From X-ray crystallography it is determined that the shape of the orifice in the sulfur compound is roughly a circle. Inserting hydrogen in this compound is an easy step taking place with 100% efficiency. Zipping up the orifice is a reversal of the steps required to open the cage. Care must be taken to keep the reaction conditions below 160 °C on order to prevent hydrogen from escaping. m-CPBA oxidizes the sulfur group to a sulfoxide group which can then be extracted from the ring by a photochemical reaction under visible light in toluene. The two ketone groups are re-coupled in a McMurry reaction with titanium tetrachloride and elemental zinc. The reverse cycloadditions take place at 340 °C in a vacuum splitting of 2-cyanopyridine and diphenylacetylene resulting in the formation of H2@C60 at a 40% chemical yield starting from pristine fullerene.


H2@C60 is found to be a stable molecule. it survives 10 minutes at 500 °C and shows the same chemical reactivity as empty C60. The electronic properties are also largely unaffected.

The process of hydrogen introduction and release can be facilitated by increasing the size of the orifice. This can be done by replacing sulfur by selenium (sodium thiolate, Se8) exploiting larger C-Se bond length. Filling cracked-open fullerene now takes 8 hours at 190 °C at 760 atmospheres (77 MPa) of hydrogen and release between 150 °C and 180 °C is three times as fast compared to the sulfur analogue. The activation energy for release is lowered by 0.7 kcal/mol to 28.2 kcal/mol (2.9 to 118 kJ/mol).[3]

There is evidence that hydrogen in the fullerene cage is not completely shielded from the outside world as one study found that H2@C60 is more efficient at quenching singlet oxygen than empty C60.[4]
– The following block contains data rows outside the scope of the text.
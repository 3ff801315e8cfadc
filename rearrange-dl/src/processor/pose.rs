//! Goal-pose computation for reconstructed object point clouds.

use crate::{common::*, dataset::StructureParameters, error::DataError};
use scene_goodies::{invert_pose, pose_matrix};

/// Solves the rigid target pose of a reconstructed point cloud, either in
/// the world frame or relative to the structure pose.
///
/// The composition `P_goal · P_cur⁻¹ · C` moves the noisy reconstructed
/// cloud center `C` by the recorded keyframe motion, so reconstruction
/// noise shifts the frame of the label but never the relative motion.
#[derive(Debug, Clone)]
pub struct GoalPoseSolver {
    structure_pose_inv: Option<Matrix4<f64>>,
}

impl GoalPoseSolver {
    /// Solver producing world-frame target poses.
    pub fn world_frame() -> Self {
        Self {
            structure_pose_inv: None,
        }
    }

    /// Solver producing target poses relative to the structure pose of
    /// `params`.
    pub fn structure_frame(params: &StructureParameters) -> Result<Self> {
        let pose = pose_matrix(params.position, params.rotation);
        Ok(Self {
            structure_pose_inv: Some(invert_pose(&pose)?),
        })
    }

    pub fn uses_structure_frame(&self) -> bool {
        self.structure_pose_inv.is_some()
    }

    /// Target pose of the cloud centered at `cloud_center`, given the
    /// recorded goal and current poses of `object`.
    pub fn solve(
        &self,
        goal_pose: &Matrix4<f64>,
        current_pose: &Matrix4<f64>,
        cloud_center: Vector3<f64>,
        object: &str,
    ) -> Result<Matrix4<f64>> {
        let current_inv = current_pose.try_inverse().ok_or_else(|| DataError::SingularPose {
            object: object.to_owned(),
        })?;
        let center_pose = Matrix4::new_translation(&cloud_center);

        let relative = goal_pose * current_inv * center_pose;
        Ok(match &self.structure_pose_inv {
            Some(structure_inv) => structure_inv * relative,
            None => relative,
        })
    }
}

/// Translation plus row-major flattened rotation block of a pose, the
/// 12-component layout used by every pose tensor.
pub fn pose_vector(pose: &Matrix4<f64>) -> [f64; 12] {
    [
        pose[(0, 3)],
        pose[(1, 3)],
        pose[(2, 3)],
        pose[(0, 0)],
        pose[(0, 1)],
        pose[(0, 2)],
        pose[(1, 0)],
        pose[(1, 1)],
        pose[(1, 2)],
        pose[(2, 0)],
        pose[(2, 1)],
        pose[(2, 2)],
    ]
}

#[cfg(test)]
mod tests {
    use super::*;
    use crate::dataset::StructureKind;
    use approx::assert_abs_diff_eq;
    use scene_goodies::{pose_translation, transform_point};

    fn params() -> StructureParameters {
        StructureParameters {
            kind: StructureKind::Circle { radius: 0.3 },
            position: [0.4, -0.1, 0.05],
            rotation: [0.0, 0.2, 1.1],
        }
    }

    #[test]
    fn world_frame_composition_recovers_the_current_center() -> Result<()> {
        let goal_pose = pose_matrix([0.2, 0.1, 0.0], [0.0, 0.0, 0.8]);
        let current_pose = pose_matrix([0.6, -0.3, 0.1], [0.1, 0.0, -0.4]);
        let center = Vector3::new(0.58, -0.29, 0.13);

        let solver = GoalPoseSolver::world_frame();
        let target = solver.solve(&goal_pose, &current_pose, center, "object_00")?;

        // applying the inverse keyframe motion to the goal center must
        // recover the reconstructed current center
        let motion = goal_pose * invert_pose(&current_pose)?;
        let recovered = transform_point(&invert_pose(&motion)?, pose_translation(&target));
        assert_abs_diff_eq!(recovered, center, epsilon = 1e-9);

        Ok(())
    }

    #[test]
    fn structure_frame_composition_recovers_the_current_center() -> Result<()> {
        let goal_pose = pose_matrix([0.2, 0.1, 0.0], [0.0, 0.0, 0.8]);
        let current_pose = pose_matrix([0.6, -0.3, 0.1], [0.1, 0.0, -0.4]);
        let center = Vector3::new(0.61, -0.31, 0.09);

        let solver = GoalPoseSolver::structure_frame(&params())?;
        assert!(solver.uses_structure_frame());
        let target = solver.solve(&goal_pose, &current_pose, center, "object_00")?;

        let structure_pose = pose_matrix(params().position, params().rotation);
        let motion = invert_pose(&structure_pose)? * goal_pose * invert_pose(&current_pose)?;
        let recovered = transform_point(&invert_pose(&motion)?, pose_translation(&target));
        assert_abs_diff_eq!(recovered, center, epsilon = 1e-9);

        Ok(())
    }

    #[test]
    fn pose_vector_is_row_major() {
        let mut pose = Matrix4::identity();
        pose[(0, 1)] = 2.0;
        pose[(1, 0)] = 3.0;
        pose[(0, 3)] = 7.0;

        let vector = pose_vector(&pose);
        assert_eq!(
            vector,
            [7.0, 0.0, 0.0, 1.0, 2.0, 0.0, 3.0, 1.0, 0.0, 0.0, 0.0, 1.0]
        );
    }
}
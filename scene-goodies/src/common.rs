pub use anyhow::{bail, ensure, format_err, Context as _, Error, Result};
pub use nalgebra::{Matrix3, Matrix4, Rotation3, Vector3};
pub use noisy_float::prelude::*;
pub use serde::{Deserialize, Serialize};
pub use std::fmt::Debug;
pub use tch::{kind::FLOAT_CPU, Device, IndexOp, Kind, Tensor};
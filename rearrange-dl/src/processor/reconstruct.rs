//! Scene-frame reconstruction from recorded arrays.

use crate::{
    common::*,
    dataset::{CameraView, EpisodeReader},
    processor::NoiseInjector,
};
use scene_goodies::transform_points;

/// Scale divisor of the recorded unsigned depth samples.
const DEPTH_SCALE: f64 = 20000.0;

/// A reconstructed scene frame.
#[derive(Debug, TensorLike)]
pub struct SceneFrame {
    /// `[height, width, 3]` colors in `[0, 1]`.
    pub rgb: Tensor,
    /// `[height, width]` depth in meters.
    pub depth: Tensor,
    /// `[height, width]` integer segmentation ids.
    pub seg: Tensor,
    /// `[height, width]` boolean mask of pixels within the depth range.
    pub valid: Tensor,
    /// `[height, width, 3]` points in world coordinates.
    pub xyz: Tensor,
}

#[derive(Debug, Clone, PartialEq, Serialize, Deserialize)]
pub struct SceneReconstructorInit {
    /// Depth validity range in meters.
    pub depth_range: (R64, R64),
}

impl Default for SceneReconstructorInit {
    fn default() -> Self {
        Self {
            depth_range: (r64(0.1), r64(2.0)),
        }
    }
}

impl SceneReconstructorInit {
    pub fn build(self) -> Result<SceneReconstructor> {
        let (min_depth, max_depth) = self.depth_range;
        ensure!(
            min_depth >= 0.0 && min_depth < max_depth,
            "depth range must be non-negative and non-empty, but get ({}, {})",
            min_depth,
            max_depth
        );

        Ok(SceneReconstructor {
            min_depth: min_depth.raw(),
            max_depth: max_depth.raw(),
        })
    }
}

/// Decodes one recorded frame into world-frame geometry.
#[derive(Debug, Clone, CopyGetters)]
pub struct SceneReconstructor {
    #[getset(get_copy = "pub")]
    min_depth: f64,
    #[getset(get_copy = "pub")]
    max_depth: f64,
}

impl SceneReconstructor {
    /// Reconstruct one recorded frame.
    ///
    /// `augment` carries the noise injector and random source. `None`
    /// reproduces the stored frame exactly; the validity mask is always
    /// computed on the clean decoded depth.
    pub fn forward<R>(
        &self,
        episode: &dyn EpisodeReader,
        view: CameraView,
        step: usize,
        mut augment: Option<(&NoiseInjector, &mut R)>,
    ) -> Result<SceneFrame>
    where
        R: Rng,
    {
        tch::no_grad(|| {
            let rgba = episode
                .rgba(view, step)
                .with_context(|| format!("missing color frame {} of {:?}", step, view))?;
            let (height, width, channels) = rgba.size3()?;
            ensure!(
                channels == 4,
                "expect an RGBA frame, but get {} channels",
                channels
            );
            let rgb = rgba
                .i((.., .., 0..3))
                .to_kind(Kind::Float)
                .g_div_scalar(255.0);

            let (depth_min, depth_max) = episode
                .depth_bounds(view, step)
                .with_context(|| format!("missing depth bounds of frame {}", step))?;
            let raw_depth = episode
                .raw_depth(view, step)
                .with_context(|| format!("missing depth frame {} of {:?}", step, view))?;
            let mut depth =
                raw_depth.to_kind(Kind::Float) / DEPTH_SCALE * (depth_max - depth_min) + depth_min;

            let valid = depth
                .gt(self.min_depth)
                .logical_and(&depth.lt(self.max_depth));

            let seg = episode
                .segmentation(view, step)
                .with_context(|| format!("missing segmentation frame {} of {:?}", step, view))?
                .to_kind(Kind::Int64);

            if let Some((noise, rng)) = &mut augment {
                depth = noise.depth_noise(&depth, *rng);
            }

            let camera = episode.camera_intrinsics(view)?;
            let mut xyz = camera.compute_xyz(&depth)?;
            if let Some((noise, rng)) = &mut augment {
                xyz = noise.point_noise(&xyz, &depth, *rng)?;
            }

            let mut camera_pose = episode.camera_view_pose(view, step)?;
            if view == CameraView::EndEffector {
                // the stored end-effector view transform has a zeroed translation
                let ee_pose = episode.ee_camera_pose()?;
                camera_pose[(0, 3)] = ee_pose[(0, 3)];
                camera_pose[(1, 3)] = ee_pose[(1, 3)];
                camera_pose[(2, 3)] = ee_pose[(2, 3)];
            }
            let xyz = transform_points(&xyz.view([-1, 3]), &camera_pose)?
                .view([height, width, 3]);

            Ok(SceneFrame {
                rgb,
                depth,
                seg,
                valid,
                xyz,
            })
        })
    }
}
//! Fixed-cardinality object point-cloud extraction.

use crate::{common::*, error::DataError};

/// Extract exactly `num_pts` (position, color) samples of one object.
///
/// `mask` is the boolean per-pixel selection (segmentation id match AND
/// depth validity). Fewer masked pixels than `num_pts` are resampled with
/// replacement; more are subsampled without replacement. An empty mask is
/// a [`DataError::EmptyObjectMask`] and rejects the whole example.
pub fn sample_object_points<R>(
    xyz: &Tensor,
    rgb: &Tensor,
    mask: &Tensor,
    num_pts: usize,
    object: &str,
    rng: &mut R,
) -> Result<(Tensor, Tensor)>
where
    R: Rng,
{
    let (height, width, _channels) = xyz.size3()?;
    ensure!(
        mask.size2()? == (height, width),
        "mask size {:?} does not match the point field size ({}, {})",
        mask.size(),
        height,
        width
    );

    tch::no_grad(|| {
        let candidates = mask.view([-1]).nonzero().view([-1]);
        let available = candidates.size()[0];
        if available == 0 {
            return Err(DataError::EmptyObjectMask {
                object: object.to_owned(),
            }
            .into());
        }

        let chosen: Vec<i64> = if available >= num_pts as i64 {
            rand::seq::index::sample(rng, available as usize, num_pts)
                .iter()
                .map(|index| index as i64)
                .collect()
        } else {
            (0..num_pts).map(|_| rng.gen_range(0..available)).collect()
        };
        let chosen = candidates.index_select(0, &Tensor::of_slice(&chosen));

        let points = xyz.view([-1, 3]).index_select(0, &chosen);
        let colors = rgb.view([-1, 3]).index_select(0, &chosen);
        Ok((points, colors))
    })
}
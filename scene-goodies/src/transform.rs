//! Rigid-transform helpers shared by the reconstruction and pose code.

use crate::common::*;

/// Rotation matrix from static-frame Euler angles, rotating about x, then
/// y, then z.
pub fn euler_matrix(roll: f64, pitch: f64, yaw: f64) -> Matrix4<f64> {
    Rotation3::from_euler_angles(roll, pitch, yaw).to_homogeneous()
}

/// 4×4 pose from a position and static-xyz Euler angles.
pub fn pose_matrix(position: [f64; 3], rotation: [f64; 3]) -> Matrix4<f64> {
    let mut pose = euler_matrix(rotation[0], rotation[1], rotation[2]);
    pose[(0, 3)] = position[0];
    pose[(1, 3)] = position[1];
    pose[(2, 3)] = position[2];
    pose
}

/// Invert a pose matrix.
pub fn invert_pose(pose: &Matrix4<f64>) -> Result<Matrix4<f64>> {
    pose.try_inverse()
        .ok_or_else(|| format_err!("pose matrix is singular: {}", pose))
}

/// Translation component of a pose.
pub fn pose_translation(pose: &Matrix4<f64>) -> Vector3<f64> {
    Vector3::new(pose[(0, 3)], pose[(1, 3)], pose[(2, 3)])
}

/// Apply a pose to one point.
pub fn transform_point(pose: &Matrix4<f64>, point: Vector3<f64>) -> Vector3<f64> {
    (pose * point.push(1.0)).xyz()
}

/// Apply a pose to an `[n, 3]` float tensor of points.
pub fn transform_points(points: &Tensor, pose: &Matrix4<f64>) -> Result<Tensor> {
    let (_num, channels) = points.size2()?;
    ensure!(
        channels == 3,
        "expect 3-channel points, but get {} channels",
        channels
    );

    tch::no_grad(|| {
        let rotation = {
            let rows: Vec<f32> = (0..3)
                .flat_map(|row| (0..3).map(move |col| (row, col)))
                .map(|(row, col)| pose[(row, col)] as f32)
                .collect();
            Tensor::of_slice(&rows).view([3, 3])
        };
        let translation = Tensor::of_slice(&[
            pose[(0, 3)] as f32,
            pose[(1, 3)] as f32,
            pose[(2, 3)] as f32,
        ]);

        Ok(points.matmul(&rotation.transpose(0, 1)) + translation)
    })
}
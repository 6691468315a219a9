//! Order Aggregate Root
//!
//! A local snapshot of a broker order. The broker owns the order's
//! lifecycle; this type only records the latest reported status and fills,
//! refusing updates once a terminal status has been seen.

use chrono::{DateTime, Utc};
use rust_decimal::Decimal;
use serde::{Deserialize, Serialize};

use crate::domain::order_execution::value_objects::{
    OrderSide, OrderStatus, OrderType, TimeInForce,
};
use crate::domain::shared::{ClientOrderId, DomainError, OrderId, Symbol};

/// Latest known state of a broker order.
#[derive(Debug, Clone, PartialEq, Eq, Serialize, Deserialize)]
pub struct Order {
    /// Broker-assigned identifier.
    pub id: OrderId,
    /// Identifier we sent with the submission.
    pub client_order_id: Option<ClientOrderId>,
    /// Instrument.
    pub symbol: Symbol,
    /// Direction.
    pub side: OrderSide,
    /// Share quantity; zero for a notional order the broker has not sized yet.
    pub quantity: Decimal,
    /// Dollar amount for notional orders.
    pub notional: Option<Decimal>,
    /// Market or limit.
    pub order_type: OrderType,
    /// Present iff `order_type` is `Limit`.
    pub limit_price: Option<Decimal>,
    /// Validity window.
    pub time_in_force: TimeInForce,
    /// Latest reported status.
    pub status: OrderStatus,
    /// Cumulative filled quantity.
    pub filled_quantity: Decimal,
    /// Average price of the filled quantity.
    pub avg_fill_price: Option<Decimal>,
    /// Broker creation time.
    pub created_at: DateTime<Utc>,
    /// Time of the latest update.
    pub updated_at: DateTime<Utc>,
}

impl Order {
    /// Returns true once the broker has reported a terminal status.
    #[must_use]
    pub const fn is_terminal(&self) -> bool {
        self.status.is_terminal()
    }

    /// Quantity still open. Zero for unsized notional orders.
    #[must_use]
    pub fn remaining_quantity(&self) -> Decimal {
        (self.quantity - self.filled_quantity).max(Decimal::ZERO)
    }

    /// Record a broker-reported status.
    ///
    /// Returns `Ok(false)` without changing anything when the order is
    /// already terminal. A fill that completes the order forces `Filled`.
    ///
    /// # Errors
    ///
    /// Returns [`DomainError::Overfill`] if the reported fill
    /// exceeds the order quantity.
    pub fn apply_update(
        &mut self,
        status: OrderStatus,
        filled_quantity: Decimal,
        avg_fill_price: Option<Decimal>,
        at: DateTime<Utc>,
    ) -> Result<bool, DomainError> {
        if self.is_terminal() {
            return Ok(false);
        }

        if self.quantity > Decimal::ZERO && filled_quantity > self.quantity {
            return Err(DomainError::Overfill {
                filled: filled_quantity,
                quantity: self.quantity,
            });
        }

        self.filled_quantity = filled_quantity;
        if avg_fill_price.is_some() {
            self.avg_fill_price = avg_fill_price;
        }
        self.status = if self.quantity > Decimal::ZERO && filled_quantity == self.quantity {
            OrderStatus::Filled
        } else {
            status
        };
        self.updated_at = at;
        Ok(true)
    }

    /// Check the snapshot's structural invariants.
    ///
    /// # Errors
    ///
    /// Returns the first violated invariant.
    pub fn validate(&self) -> Result<(), DomainError> {
        if self.quantity <= Decimal::ZERO && self.notional.is_none() {
            return Err(DomainError::invalid_value(
                "quantity",
                "must be positive unless the order is notional",
            ));
        }
        if self.order_type.requires_limit_price() != self.limit_price.is_some() {
            return Err(DomainError::invalid_value(
                "limit_price",
                "must be present exactly for limit orders",
            ));
        }
        if self.filled_quantity < Decimal::ZERO {
            return Err(DomainError::invalid_value(
                "filled_quantity",
                "must not be negative",
            ));
        }
        if self.quantity > Decimal::ZERO && self.filled_quantity > self.quantity {
            return Err(DomainError::Overfill {
                filled: self.filled_quantity,
                quantity: self.quantity,
            });
        }
        Ok(())
    }
}

#[cfg(test)]
mod tests {
    use super::*;
    use rust_decimal_macros::dec;

    fn limit_order(qty: Decimal) -> Order {
        let now = Utc::now();
        Order {
            id: OrderId::new("ord-1"),
            client_order_id: Some(ClientOrderId::new("cli-1")),
            symbol: Symbol::new("AAPL"),
            side: OrderSide::Buy,
            quantity: qty,
            notional: None,
            order_type: OrderType::Limit,
            limit_price: Some(dec!(150.01)),
            time_in_force: TimeInForce::Day,
            status: OrderStatus::Accepted,
            filled_quantity: Decimal::ZERO,
            avg_fill_price: None,
            created_at: now,
            updated_at: now,
        }
    }

    #[test]
    fn full_fill_forces_filled_status() {
        let mut order = limit_order(dec!(10));
        let applied = order
            .apply_update(OrderStatus::PartiallyFilled, dec!(10), Some(dec!(150)), Utc::now())
            .unwrap();
        assert!(applied);
        assert_eq!(order.status, OrderStatus::Filled);
        assert_eq!(order.remaining_quantity(), Decimal::ZERO);
    }

    #[test]
    fn terminal_order_is_frozen() {
        let mut order = limit_order(dec!(10));
        order
            .apply_update(OrderStatus::Canceled, dec!(4), Some(dec!(150)), Utc::now())
            .unwrap();

        let applied = order
            .apply_update(OrderStatus::Filled, dec!(10), Some(dec!(151)), Utc::now())
            .unwrap();
        assert!(!applied);
        assert_eq!(order.status, OrderStatus::Canceled);
        assert_eq!(order.filled_quantity, dec!(4));
        assert_eq!(order.remaining_quantity(), dec!(6));
    }

    #[test]
    fn overfill_is_rejected() {
        let mut order = limit_order(dec!(10));
        let err = order
            .apply_update(OrderStatus::Filled, dec!(11), None, Utc::now())
            .unwrap_err();
        assert_eq!(
            err,
            DomainError::Overfill {
                filled: dec!(11),
                quantity: dec!(10)
            }
        );
    }

    #[test]
    fn validate_limit_price_presence() {
        let mut order = limit_order(dec!(10));
        assert!(order.validate().is_ok());

        order.limit_price = None;
        assert!(order.validate().is_err());
    }

    #[test]
    fn notional_order_may_have_zero_quantity() {
        let mut order = limit_order(Decimal::ZERO);
        order.order_type = OrderType::Market;
        order.limit_price = None;
        order.notional = Some(dec!(500));
        assert!(order.validate().is_ok());
    }
}
//! Attempt sequence: limit attempts, repegs and market fallback.

use std::fmt;

use chrono::{DateTime, Utc};
use rust_decimal::Decimal;
use tokio::time::Instant;

use super::ExecuteTradeUseCase;
use crate::application::ports::{OrderGatewayPort, Quote, QuoteSourcePort};
use crate::application::services::CompletionOutcome;
use crate::application::services::completion_monitor::deadline_after;
use crate::domain::execution_tactics::{AttemptState, RepricingPlanner};
use crate::domain::order_execution::{
    ErrorKind, ExecutionError, ExecutionResult, OrderSide, OrderSize, OrderStatus,
};
use crate::domain::shared::{OrderId, Symbol};

/// States an execution sequence moves through.
///
/// `AssessingTiming -> AwaitingFill -> Filled | Repeg -> AwaitingFill | Exhausted`,
/// with `Exhausted` and `VolatilityPaused` leading to `MarketFallback` or
/// `Failed`.
#[derive(Debug, Clone, Copy, PartialEq, Eq, Hash)]
pub enum ExecutionPhase {
    /// Classifying the spread and waiting out the open if advised.
    AssessingTiming,
    /// A limit order is working.
    AwaitingFill,
    /// Repricing and resubmitting the unfilled remainder.
    Repeg,
    /// Requested quantity filled.
    Filled,
    /// Limit attempts used up.
    Exhausted,
    /// Spread widened past the pause threshold.
    VolatilityPaused,
    /// Market order for the remainder.
    MarketFallback,
    /// Sequence ended without filling.
    Failed,
}

impl ExecutionPhase {
    /// Snake-case name.
    #[must_use]
    pub const fn as_str(&self) -> &'static str {
        match self {
            Self::AssessingTiming => "assessing_timing",
            Self::AwaitingFill => "awaiting_fill",
            Self::Repeg => "repeg",
            Self::Filled => "filled",
            Self::Exhausted => "exhausted",
            Self::VolatilityPaused => "volatility_paused",
            Self::MarketFallback => "market_fallback",
            Self::Failed => "failed",
        }
    }
}

impl fmt::Display for ExecutionPhase {
    fn fmt(&self, f: &mut fmt::Formatter<'_>) -> fmt::Result {
        f.write_str(self.as_str())
    }
}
  1. ^ Murata, Y; Murata, M; Komatsu, K (2003). "Synthesis, structure, and properties of novel open-cage fullerenes having heteroatom(s) on the rim of the orifice". Chemistry - A European Journal 9 (7): 1600–9. doi:10.1002/chem.200390184. PMID 12658659. 
  2. ^ Komatsu, K; Murata, M; Murata, Y (2005). "Encapsulation of molecular hydrogen in fullerene C60 by organic synthesis". Science 307 (5707): 238–40. doi:10.1126/science.1106185. PMID 15653499. 
  3. ^ Chuang, Sc; Murata, Y; Murata, M; Mori, S; Maeda, S; Tanabe, F; Komatsu, K (2007). "Fine tuning of the orifice size of an open-cage fullerene by placing selenium in the rim: insertion/release of molecular hydrogen". Chemical communications (12): 1278–80. doi:10.1039/b616478a. PMID 17356782. 
  4. ^ López-Gejo, J; Martí, Aa; Ruzzi, M; Jockusch, S; Komatsu, K; Tanabe, F; Murata, Y; Turro, Nj (2007). "Can H2 inside C60 communicate with the outside world?". Journal of the American Chemical Society 129 (47): 14554–5. doi:10.1021/ja076104s. PMID 17985904.